Todo esto conduce a que el ciudadano de la aldea global viva como si nunca tuviera que morir, como si la muerte fuera sólo una quimera irreal inventada por algún cineasta de Hollywood. Por eso se intenta disfrazar su realidad y se procura ocultar sus huellas más inmediatas. A los niños se les explica muy bien en la escuela cómo funciona el mecanismo anatómico y fisiológico de la sexualidad humana. Se les ilustra con todo lujo de detalles la llegada de los bebés a la vida. Sin embargo, nadie les comenta jamás cómo desaparecen sus abuelos de este mundo. Ése es el gran tema tabú de la globalización. La gran asignatura pendiente. No se quiere asumir la derrota que supone morir. Muchos médicos parecen preparados sólo para sanar, pero no para ayudar a morir. Ante la muerte irremediable de sus pacientes se hallan desarmados. En ciertos hospitales se llega incluso a utilizar a los enfermos terminales como conejillos de Indias para experimentar con ellos. ¡Habrá otra forma peor de negar la muerte!
La inmensa mayoría de los fallecimientos ocurren en centros hospitalarios, fuera del entorno familiar y emocional más íntimo del enfermo. El cadáver se quita rápidamente de en medio ya que ha de ser convenientemente maquillado para no “herir la sensibilidad de los espectadores”. En ciertas clínicas existe incluso un código secreto para comunicar desde los altavoces al personal sanitario, -sin que el público se entere- que en tal ascensor se está trasladando a un difunto. En el tanatorio la asepsia es total y hasta el muerto parece estar vivo. La mayoría de los cementerios cuentan ya con modernos crematorios donde el fallecido puede hacerse desaparecer por completo. Después, en cualquier caso, las cenizas podrán ser arrojadas al mar, a los cuatro vientos o guardadas disimuladamente en el interior del marco de alguna pintura evocadora. Lo que importa es borrar cuanto antes las huellas de la muerte. El luto hace ya años que dejó de estar de moda, a pesar de ser -según afirman los expertos- psicológicamente recomendable. Éste es el precio que la sociedad postmoderna está dispuesta a pagar, la negación de la muerte que le permita seguir creyendo que es eterna en su querida aldea global.
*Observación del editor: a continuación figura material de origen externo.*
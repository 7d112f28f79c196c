//! HTTP layer of the kalends CalDAV server
//!
//! The router is two wildcard routes behind the Digest gate; all real
//! routing happens in the dispatcher's state machine, which owns the
//! `/principal/collection/resource` path model.

use axum::middleware as axum_middleware;
use axum::routing::any;
use axum::Router;
use kalends_core::Store;
use tower_http::trace::TraceLayer;

pub mod config;
pub mod error;
pub mod middleware;
pub mod props;
pub mod routes;
pub mod xml;

/// WebDAV compliance classes advertised on every successful response.
pub const DAV_CLASSES: &str = "1, access-control, calendar-access, calendar-proxy";

/// Request bodies past this size are refused outright.
pub const MAX_BODY_SIZE: usize = 1024 * 1024;

#[derive(Clone)]
pub struct AppState {
    pub store: Store,
    pub realm: String,
}

pub fn create_router(state: AppState) -> Router {
    Router::new()
        .route("/", any(routes::dav::dispatch_root))
        .route("/{*path}", any(routes::dav::dispatch))
        .layer(axum_middleware::from_fn(
            middleware::headers::dav_capabilities,
        ))
        .layer(axum_middleware::from_fn_with_state(
            state.clone(),
            middleware::digest::digest_gate,
        ))
        .layer(TraceLayer::new_for_http())
        .with_state(state)
}

pub async fn run(state: AppState, config: &config::Config) -> Result<(), std::io::Error> {
    let app = create_router(state);
    let addr = format!("{}:{}", config.host, config.port);

    tracing::info!("CalDAV server listening on {addr}");

    let listener = tokio::net::TcpListener::bind(&addr).await?;
    axum::serve(listener, app).await
}
//! Folding printer
//!
//! Emits `NAME[;PARAMS]:VALUE\r\n` per preserved node, folding output
//! lines before they reach 75 octets. A fold is CRLF plus one SPACE;
//! the space counts against the next line's width. Folding never lands
//! inside a UTF-8 sequence: bytes are classified by the well-formed
//! 1/2/3/4-byte patterns and written as whole sequences, while bytes
//! that fit no pattern go out alone, never merged with a neighbour.

use crate::parser::{Calendar, Node};

/// Written octets per line before folding kicks in.
const FOLD_COL: usize = 74;

fn fold(out: &mut Vec<u8>, col: &mut usize) {
    out.extend_from_slice(b"\r\n ");
    *col = 1;
}

/// Write a single structural byte (the `;` and `:` separators).
fn put_sep(out: &mut Vec<u8>, b: u8, col: &mut usize) {
    if *col == FOLD_COL {
        fold(out, col);
    }
    out.push(b);
    *col += 1;
}

/// Length of the UTF-8 sequence starting at `b[0]`, by the W3C
/// well-formed byte patterns, or `None` for a stray byte.
fn utf8_len(b: &[u8]) -> Option<usize> {
    let at = |i: usize| b.get(i).copied().unwrap_or(0);
    match b[0] {
        0x09 | 0x0A | 0x0D | 0x20..=0x7E => Some(1),
        0xC2..=0xDF if (0x80..=0xBF).contains(&at(1)) => Some(2),
        0xE0 if (0xA0..=0xBF).contains(&at(1)) && (0x80..=0xBF).contains(&at(2)) => Some(3),
        0xE1..=0xEC | 0xEE | 0xEF
            if (0x80..=0xBF).contains(&at(1)) && (0x80..=0xBF).contains(&at(2)) =>
        {
            Some(3)
        }
        0xED if (0x80..=0x9F).contains(&at(1)) && (0x80..=0xBF).contains(&at(2)) => Some(3),
        0xF0 if (0x90..=0xBF).contains(&at(1))
            && (0x80..=0xBF).contains(&at(2))
            && (0x80..=0xBF).contains(&at(3)) =>
        {
            Some(4)
        }
        0xF1..=0xF3
            if (0x80..=0xBF).contains(&at(1))
                && (0x80..=0xBF).contains(&at(2))
                && (0x80..=0xBF).contains(&at(3)) =>
        {
            Some(4)
        }
        0xF4 if (0x80..=0x8F).contains(&at(1))
            && (0x80..=0xBF).contains(&at(2))
            && (0x80..=0xBF).contains(&at(3)) =>
        {
            Some(4)
        }
        _ => None,
    }
}

/// Write content bytes, folding between whole UTF-8 sequences.
fn put_bytes(out: &mut Vec<u8>, bytes: &[u8], col: &mut usize) {
    let mut i = 0;
    while i < bytes.len() {
        let len = utf8_len(&bytes[i..]).unwrap_or(1);
        if *col + len >= FOLD_COL {
            fold(out, col);
        }
        out.extend_from_slice(&bytes[i..i + len]);
        *col += len;
        i += len;
    }
}

fn write_node(node: &Node, out: &mut Vec<u8>) {
    let mut col = 0usize;
    put_bytes(out, node.name.as_bytes(), &mut col);
    if let Some(params) = &node.params {
        put_sep(out, b';', &mut col);
        put_bytes(out, params.as_bytes(), &mut col);
    }
    put_sep(out, b':', &mut col);
    put_bytes(out, node.value.as_bytes(), &mut col);
    out.extend_from_slice(b"\r\n");
}

impl Calendar {
    /// Print the calendar in preserved node order.
    pub fn write_to(&self, out: &mut Vec<u8>) {
        for node in &self.nodes {
            write_node(node, out);
        }
    }

    pub fn to_bytes(&self) -> Vec<u8> {
        // Folded output runs a little over the raw line lengths.
        let raw: usize = self
            .nodes
            .iter()
            .map(|n| n.name.len() + n.value.len() + 8)
            .sum();
        let mut out = Vec::with_capacity(raw + raw / 16);
        self.write_to(&mut out);
        out
    }
}

#[cfg(test)]
mod tests {
    use crate::parser::Calendar;

    fn print(cal: &Calendar) -> Vec<u8> {
        cal.to_bytes()
    }

    /// Strip fold markers, restoring logical lines.
    fn unfold(bytes: &[u8]) -> Vec<u8> {
        let mut out = Vec::new();
        let mut i = 0;
        while i < bytes.len() {
            if bytes[i..].starts_with(b"\r\n ") {
                i += 3;
            } else {
                out.push(bytes[i]);
                i += 1;
            }
        }
        out
    }

    fn max_line_octets(bytes: &[u8]) -> usize {
        bytes
            .split(|&b| b == b'\n')
            .map(|l| l.strip_suffix(b"\r").unwrap_or(l).len())
            .max()
            .unwrap_or(0)
    }

    #[test]
    fn short_lines_pass_through() {
        let ics = b"BEGIN:VCALENDAR\r\nBEGIN:VEVENT\r\nUID:u1\r\nDTSTART:20240102T101500Z\r\nEND:VEVENT\r\nEND:VCALENDAR\r\n";
        let cal = Calendar::parse(ics, None).expect("calendar");
        assert_eq!(print(&cal), ics.to_vec());
    }

    #[test]
    fn long_ascii_line_folds_under_limit() {
        let summary = "x".repeat(300);
        let ics = format!(
            "BEGIN:VCALENDAR\r\nBEGIN:VEVENT\r\nUID:u1\r\nDTSTART:20240102T101500Z\r\nSUMMARY:{summary}\r\nEND:VEVENT\r\nEND:VCALENDAR\r\n"
        );
        let cal = Calendar::parse(ics.as_bytes(), None).expect("calendar");
        let out = print(&cal);
        assert!(max_line_octets(&out) < 75);
        assert_eq!(unfold(&out), ics.as_bytes().to_vec());
    }

    #[test]
    fn folding_never_splits_utf8() {
        // Three-byte code points across a fold boundary.
        let summary = "žžž".repeat(60);
        let ics = format!(
            "BEGIN:VCALENDAR\r\nBEGIN:VEVENT\r\nUID:u1\r\nDTSTART:20240102T101500Z\r\nSUMMARY:{summary}\r\nEND:VEVENT\r\nEND:VCALENDAR\r\n"
        );
        let cal = Calendar::parse(ics.as_bytes(), None).expect("calendar");
        let out = print(&cal);

        assert!(max_line_octets(&out) < 75);
        for line in out.split(|&b| b == b'\n') {
            let line = line.strip_suffix(b"\r").unwrap_or(line);
            // Each physical line must itself be valid UTF-8.
            assert!(std::str::from_utf8(line).is_ok());
        }
        assert_eq!(unfold(&out), ics.as_bytes().to_vec());
    }

    #[test]
    fn four_byte_sequences_stay_whole() {
        let summary = "𝄞".repeat(80);
        let ics = format!(
            "BEGIN:VCALENDAR\r\nBEGIN:VEVENT\r\nUID:u1\r\nDTSTART:20240102T101500Z\r\nSUMMARY:{summary}\r\nEND:VEVENT\r\nEND:VCALENDAR\r\n"
        );
        let cal = Calendar::parse(ics.as_bytes(), None).expect("calendar");
        let out = print(&cal);
        for line in out.split(|&b| b == b'\n') {
            let line = line.strip_suffix(b"\r").unwrap_or(line);
            assert!(std::str::from_utf8(line).is_ok());
        }
        assert_eq!(unfold(&out), ics.as_bytes().to_vec());
    }

    #[test]
    fn params_are_printed_with_separator() {
        let ics = "BEGIN:VCALENDAR\r\n\
            BEGIN:VTIMEZONE\r\n\
            TZID:US/Eastern\r\n\
            END:VTIMEZONE\r\n\
            BEGIN:VEVENT\r\n\
            UID:u1\r\n\
            DTSTART;TZID=US/Eastern:20240102T101500\r\n\
            END:VEVENT\r\n\
            END:VCALENDAR\r\n";
        let cal = Calendar::parse(ics.as_bytes(), None).expect("calendar");
        assert_eq!(print(&cal), ics.as_bytes().to_vec());
    }

    #[test]
    fn reparse_after_print_is_structurally_equal() {
        let summary = "event žvaigždė ".repeat(20);
        let ics = format!(
            "BEGIN:VCALENDAR\r\nVERSION:2.0\r\nBEGIN:VEVENT\r\nUID:u1\r\nDTSTART:20240102T101500Z\r\nRRULE:FREQ=DAILY;COUNT=3\r\nSUMMARY:{summary}\r\nEND:VEVENT\r\nEND:VCALENDAR\r\n"
        );
        let first = Calendar::parse(ics.as_bytes(), None).expect("first parse");
        let second = Calendar::parse(&print(&first), None).expect("reparse");
        assert_eq!(first.components, second.components);
        assert_eq!(first.nodes, second.nodes);
        // Printing is a fixed point after one normalization.
        assert_eq!(print(&first), print(&second));
    }
}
Sin embargo, tal negación de la realidad de la muerte no hace al hombre más feliz, sino que le distrae con ilusiones impidiendo que lleve una vida verdaderamente humana. Mientras se considera inmortal no tiene que planificar su existencia ya que dispone “de todo el tiempo del mundo”. Pero, lo cierto es que, sólo en esos momentos en que se reflexiona con seriedad acerca de la brevedad de la vida, es cuando se aprende de verdad a vivir.
Al vernos obligados a cuestionarnos qué es lo más importante de la duración humana, cómo vamos a enfrentar la llegada de la muerte o qué hay que sea más valioso que la propia vida, es cuando crecemos interiormente y empezamos a estar preparados para vivir y también para morir. Pero el alejamiento que se experimenta hoy de la realidad de la enfermedad o de la propia muerte, empobrece moral y espiritualmente a las criaturas. Porque la muerte continúa siendo la gran desconocida, la última prueba de nuestra fe en la vida.